Stored items:
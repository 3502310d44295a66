mod common;

use common::*;
use fund_engine::comptroller::RedemptionRequest;
use fund_engine::errors::FundError;
use fund_engine::events::Event;
use fund_engine::math::{ether, ONE};
use fund_engine::models::{EntranceSettlement, FeeSettings, NewFundParams, U256};

#[test]
fn test_first_buy_is_priced_at_one_unit() {
    let mut w = world();
    let fund = w.plain_fund();

    let received = w.buy(fund, ALICE, ether(2)).unwrap();

    assert_eq!(received, ether(2));
    assert_eq!(w.protocol.shares_balance(fund.comptroller, ALICE).unwrap(), ether(2));
    assert_eq!(w.protocol.calc_gav(fund.comptroller).unwrap(), ether(2));
    assert_eq!(w.protocol.calc_gross_share_value(fund.comptroller).unwrap(), ONE);
    assert_eq!(w.vault_balance(fund, WETH), ether(2));
    assert_eq!(w.protocol.balance_of(WETH, ALICE), ether(98));
}

#[test]
fn test_entrance_fee_is_taken_from_bought_shares() {
    let mut w = world();
    let fund = w.deploy(
        NewFundParams::new(MANAGER, "Entrance", WETH).with_fee(FeeSettings::EntranceRate {
            rate: 100_000_000_000_000_000,
            settlement: EntranceSettlement::Direct,
        }),
    );

    let received = w.buy(fund, ALICE, ether(2)).unwrap();

    let net = ether(18) / U256::from(10u8);
    assert_eq!(received, net);
    assert_eq!(w.protocol.shares_balance(fund.comptroller, ALICE).unwrap(), net);
    assert_eq!(
        w.protocol.shares_balance(fund.comptroller, MANAGER).unwrap(),
        ether(2) - net
    );
    assert_eq!(w.protocol.total_supply(fund.comptroller).unwrap(), ether(2));
}

#[test]
fn test_burned_entrance_fee_accrues_to_remaining_holders() {
    let mut w = world();
    let fund = w.deploy(
        NewFundParams::new(MANAGER, "Burn", WETH).with_fee(FeeSettings::EntranceRate {
            rate: 100_000_000_000_000_000,
            settlement: EntranceSettlement::Burn,
        }),
    );

    w.buy(fund, ALICE, ether(10)).unwrap();

    assert_eq!(w.protocol.total_supply(fund.comptroller).unwrap(), ether(9));
    assert_eq!(w.protocol.calc_gav(fund.comptroller).unwrap(), ether(10));
    assert!(w.protocol.calc_gross_share_value(fund.comptroller).unwrap() > ONE);
}

#[test]
fn test_min_shares_not_met_reverts_everything() {
    let mut w = world();
    let fund = w.plain_fund();
    let events_before = w.protocol.events().len();

    let err = w
        .protocol
        .buy_shares(fund.comptroller, ALICE, ALICE, ether(1), ether(1) + U256::from(1u8))
        .unwrap_err();

    assert!(matches!(err, FundError::InsufficientSharesReceived { .. }));
    assert_eq!(w.protocol.events().len(), events_before);
    assert_eq!(w.protocol.balance_of(WETH, ALICE), ether(100));
    assert_eq!(w.protocol.total_supply(fund.comptroller).unwrap(), U256::ZERO);
}

#[test]
fn test_redemption_pays_out_pro_rata() {
    let mut w = world();
    let fund = w.plain_fund();
    w.buy(fund, ALICE, ether(3)).unwrap();
    w.buy(fund, BOB, ether(1)).unwrap();
    w.trade(fund, MANAGER, DESK, WETH, ether(2), MLN, ether(4)).unwrap();

    let redemption = w.protocol.redeem_shares(fund.comptroller, BOB).unwrap();

    assert_eq!(redemption.shares_quantity, ether(1));
    // Vault held 2 WETH and 4 MLN against 4 shares
    assert_eq!(redemption.payout_assets, vec![WETH, MLN]);
    assert_eq!(
        redemption.payout_amounts,
        vec![ether(1) / U256::from(2u8), ether(1)]
    );
    assert_eq!(w.protocol.balance_of(MLN, BOB), ether(1));
    assert_eq!(w.protocol.total_supply(fund.comptroller).unwrap(), ether(3));
    assert_eq!(w.sum_of_share_balances(fund), ether(3));
}

#[test]
fn test_redeem_more_than_balance_fails() {
    let mut w = world();
    let fund = w.plain_fund();
    w.buy(fund, ALICE, ether(1)).unwrap();

    let err = w
        .protocol
        .redeem_shares_quantity(fund.comptroller, ALICE, ether(2))
        .unwrap_err();
    assert!(matches!(err, FundError::InsufficientBalance { .. }));
}

#[test]
fn test_detailed_redemption_skips_requested_assets() {
    let mut w = world();
    let fund = w.plain_fund();
    w.buy(fund, ALICE, ether(4)).unwrap();
    w.trade(fund, MANAGER, DESK, WETH, ether(2), MLN, ether(4)).unwrap();

    let request = RedemptionRequest {
        shares_quantity: Some(ether(2)),
        additional_assets: Vec::new(),
        assets_to_skip: vec![MLN],
    };
    let redemption = w
        .protocol
        .redeem_shares_detailed(fund.comptroller, ALICE, request)
        .unwrap();

    assert_eq!(redemption.payout_assets, vec![WETH]);
    assert_eq!(redemption.payout_amounts, vec![ether(1)]);
    assert_eq!(w.vault_balance(fund, MLN), ether(4));
}

#[test]
fn test_timelock_blocks_redemption_until_elapsed() {
    let mut w = world();
    let fund = w.deploy(NewFundParams::new(MANAGER, "Locked", WETH).with_timelock(DAY));
    w.buy(fund, ALICE, ether(1)).unwrap();

    assert_eq!(
        w.protocol.redeem_shares(fund.comptroller, ALICE).unwrap_err(),
        FundError::SharesActionTimelocked
    );

    w.protocol.warp(DAY);
    assert!(w.protocol.redeem_shares(fund.comptroller, ALICE).is_ok());
}

#[test]
fn test_emergency_redemption_skips_frozen_asset() {
    let mut w = world();
    let fund = w.plain_fund();
    w.buy(fund, ALICE, ether(2)).unwrap();
    w.trade(fund, MANAGER, DESK, WETH, ether(1), MLN, ether(2)).unwrap();
    w.protocol.set_token_transferable(MLN, false).unwrap();

    assert_eq!(
        w.protocol.redeem_shares(fund.comptroller, ALICE).unwrap_err(),
        FundError::NotTransferable(MLN)
    );

    let redemption = w
        .protocol
        .redeem_shares_emergency(fund.comptroller, ALICE)
        .unwrap();
    assert_eq!(redemption.shares_quantity, ether(2));
    assert_eq!(redemption.payout_assets, vec![WETH]);
    assert_eq!(w.protocol.balance_of(WETH, ALICE), ether(99));
    assert_eq!(w.vault_balance(fund, MLN), ether(2));

    let skipped = w.protocol.events().last_named("RedeemSharesAssetSkipped");
    assert!(matches!(
        skipped,
        Some(Event::RedeemSharesAssetSkipped { asset, .. }) if *asset == MLN
    ));
}

#[test]
fn test_supply_always_equals_sum_of_balances() {
    let mut w = world();
    let fund = w.deploy(
        NewFundParams::new(MANAGER, "Busy", WETH)
            .with_fee(FeeSettings::Management {
                rate: 20_000_000_000_000_000,
            })
            .with_fee(FeeSettings::EntranceRate {
                rate: 50_000_000_000_000_000,
                settlement: EntranceSettlement::Direct,
            }),
    );

    w.buy(fund, ALICE, ether(5)).unwrap();
    w.protocol.warp(30 * DAY);
    w.buy(fund, BOB, ether(3)).unwrap();
    w.protocol.warp(30 * DAY);
    w.protocol
        .redeem_shares_quantity(fund.comptroller, ALICE, ether(1))
        .unwrap();
    w.protocol.redeem_shares(fund.comptroller, BOB).unwrap();

    assert_eq!(
        w.sum_of_share_balances(fund),
        w.protocol.total_supply(fund.comptroller).unwrap()
    );
    assert!(w.protocol.shares_balance(fund.comptroller, MANAGER).unwrap() > U256::ZERO);
}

*What the task asks*.
Each line that holds the word "RedemptionRequest" should be extracted from the records.

*Answer for the task*.
use fund_engine::comptroller::RedemptionRequest;
    let request = RedemptionRequest {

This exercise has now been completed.